§ **YOUR ASSIGNMENT**:
Please copy exactly the lines that run from the start of the entries to the line containing "Frequencies at or", inclusive.

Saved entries
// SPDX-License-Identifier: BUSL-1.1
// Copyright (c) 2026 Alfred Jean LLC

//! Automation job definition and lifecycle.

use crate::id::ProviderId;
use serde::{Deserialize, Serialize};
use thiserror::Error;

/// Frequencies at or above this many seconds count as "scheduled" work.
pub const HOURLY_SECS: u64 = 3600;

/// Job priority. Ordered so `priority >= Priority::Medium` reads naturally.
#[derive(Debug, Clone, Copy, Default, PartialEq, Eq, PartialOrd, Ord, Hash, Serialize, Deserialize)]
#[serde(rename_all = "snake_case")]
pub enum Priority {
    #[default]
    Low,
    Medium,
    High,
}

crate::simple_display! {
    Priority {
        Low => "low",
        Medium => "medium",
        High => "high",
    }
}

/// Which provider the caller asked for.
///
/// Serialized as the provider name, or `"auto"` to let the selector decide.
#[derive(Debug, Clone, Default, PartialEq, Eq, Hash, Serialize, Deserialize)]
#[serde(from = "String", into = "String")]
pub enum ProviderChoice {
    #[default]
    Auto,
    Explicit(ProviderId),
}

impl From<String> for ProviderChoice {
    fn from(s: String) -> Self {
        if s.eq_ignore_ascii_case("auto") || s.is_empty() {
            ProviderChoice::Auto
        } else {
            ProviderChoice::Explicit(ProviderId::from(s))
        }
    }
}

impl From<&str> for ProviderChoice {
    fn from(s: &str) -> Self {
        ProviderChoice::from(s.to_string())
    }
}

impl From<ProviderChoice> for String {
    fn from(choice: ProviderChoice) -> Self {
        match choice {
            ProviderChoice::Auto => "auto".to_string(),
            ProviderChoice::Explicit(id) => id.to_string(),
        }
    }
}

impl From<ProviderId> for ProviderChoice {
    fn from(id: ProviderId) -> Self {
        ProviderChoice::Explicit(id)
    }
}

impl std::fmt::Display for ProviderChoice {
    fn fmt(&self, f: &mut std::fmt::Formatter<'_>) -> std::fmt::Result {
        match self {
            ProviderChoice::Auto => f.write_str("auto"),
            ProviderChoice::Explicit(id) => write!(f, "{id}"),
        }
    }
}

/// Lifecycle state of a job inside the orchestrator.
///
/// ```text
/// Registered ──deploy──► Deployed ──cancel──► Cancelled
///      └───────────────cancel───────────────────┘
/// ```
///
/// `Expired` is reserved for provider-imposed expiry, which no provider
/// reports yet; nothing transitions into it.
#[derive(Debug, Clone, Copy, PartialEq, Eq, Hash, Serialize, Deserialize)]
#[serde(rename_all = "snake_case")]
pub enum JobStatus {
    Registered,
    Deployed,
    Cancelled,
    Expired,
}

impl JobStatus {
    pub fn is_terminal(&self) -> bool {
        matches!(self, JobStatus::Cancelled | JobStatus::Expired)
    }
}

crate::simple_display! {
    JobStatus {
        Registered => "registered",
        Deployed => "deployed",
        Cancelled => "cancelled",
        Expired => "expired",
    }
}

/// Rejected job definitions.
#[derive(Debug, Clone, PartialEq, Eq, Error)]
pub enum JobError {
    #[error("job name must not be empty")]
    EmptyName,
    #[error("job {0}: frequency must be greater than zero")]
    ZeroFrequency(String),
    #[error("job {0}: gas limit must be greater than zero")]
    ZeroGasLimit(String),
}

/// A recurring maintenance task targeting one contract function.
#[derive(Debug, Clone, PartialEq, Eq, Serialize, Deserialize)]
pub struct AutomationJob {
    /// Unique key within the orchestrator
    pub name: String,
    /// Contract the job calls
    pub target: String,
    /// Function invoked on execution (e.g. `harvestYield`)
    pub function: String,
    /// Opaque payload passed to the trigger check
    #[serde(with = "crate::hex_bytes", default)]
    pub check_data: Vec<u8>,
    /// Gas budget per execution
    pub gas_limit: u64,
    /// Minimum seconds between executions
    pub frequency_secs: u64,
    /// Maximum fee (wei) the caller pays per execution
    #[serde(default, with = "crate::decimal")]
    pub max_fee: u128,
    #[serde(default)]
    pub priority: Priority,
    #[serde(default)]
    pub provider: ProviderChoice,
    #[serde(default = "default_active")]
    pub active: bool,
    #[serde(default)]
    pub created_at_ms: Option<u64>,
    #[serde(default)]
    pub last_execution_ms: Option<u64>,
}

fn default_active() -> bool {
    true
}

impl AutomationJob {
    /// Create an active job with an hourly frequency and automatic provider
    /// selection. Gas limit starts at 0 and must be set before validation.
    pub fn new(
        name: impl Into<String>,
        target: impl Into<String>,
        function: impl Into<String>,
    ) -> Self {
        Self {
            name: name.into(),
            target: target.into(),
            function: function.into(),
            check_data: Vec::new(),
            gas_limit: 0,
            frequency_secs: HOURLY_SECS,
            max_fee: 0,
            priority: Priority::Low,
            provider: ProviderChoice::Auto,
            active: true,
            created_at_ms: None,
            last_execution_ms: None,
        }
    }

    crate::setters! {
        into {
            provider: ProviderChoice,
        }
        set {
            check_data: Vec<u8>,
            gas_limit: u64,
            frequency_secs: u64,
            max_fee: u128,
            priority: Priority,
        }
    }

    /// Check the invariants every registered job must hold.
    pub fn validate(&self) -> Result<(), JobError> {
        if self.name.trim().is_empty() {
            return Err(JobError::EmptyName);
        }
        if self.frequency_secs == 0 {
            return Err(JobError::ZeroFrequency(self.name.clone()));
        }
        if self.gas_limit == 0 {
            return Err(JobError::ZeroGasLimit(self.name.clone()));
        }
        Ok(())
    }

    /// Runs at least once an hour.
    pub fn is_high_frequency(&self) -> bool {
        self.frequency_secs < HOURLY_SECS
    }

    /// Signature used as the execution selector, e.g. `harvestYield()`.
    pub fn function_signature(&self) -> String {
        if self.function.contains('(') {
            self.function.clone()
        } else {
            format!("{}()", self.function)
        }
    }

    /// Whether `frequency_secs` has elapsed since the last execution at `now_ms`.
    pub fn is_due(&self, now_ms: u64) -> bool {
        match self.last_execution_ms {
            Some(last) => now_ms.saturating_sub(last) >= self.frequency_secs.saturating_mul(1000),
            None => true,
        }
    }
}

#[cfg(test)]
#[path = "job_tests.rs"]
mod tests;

§ **EXERCISE ANSWER**:
// SPDX-License-Identifier: BUSL-1.1
// Copyright (c) 2026 Alfred Jean LLC

//! Automation job definition and lifecycle.

use crate::id::ProviderId;
use serde::{Deserialize, Serialize};
use thiserror::Error;

/// Frequencies at or above this many seconds count as "scheduled" work.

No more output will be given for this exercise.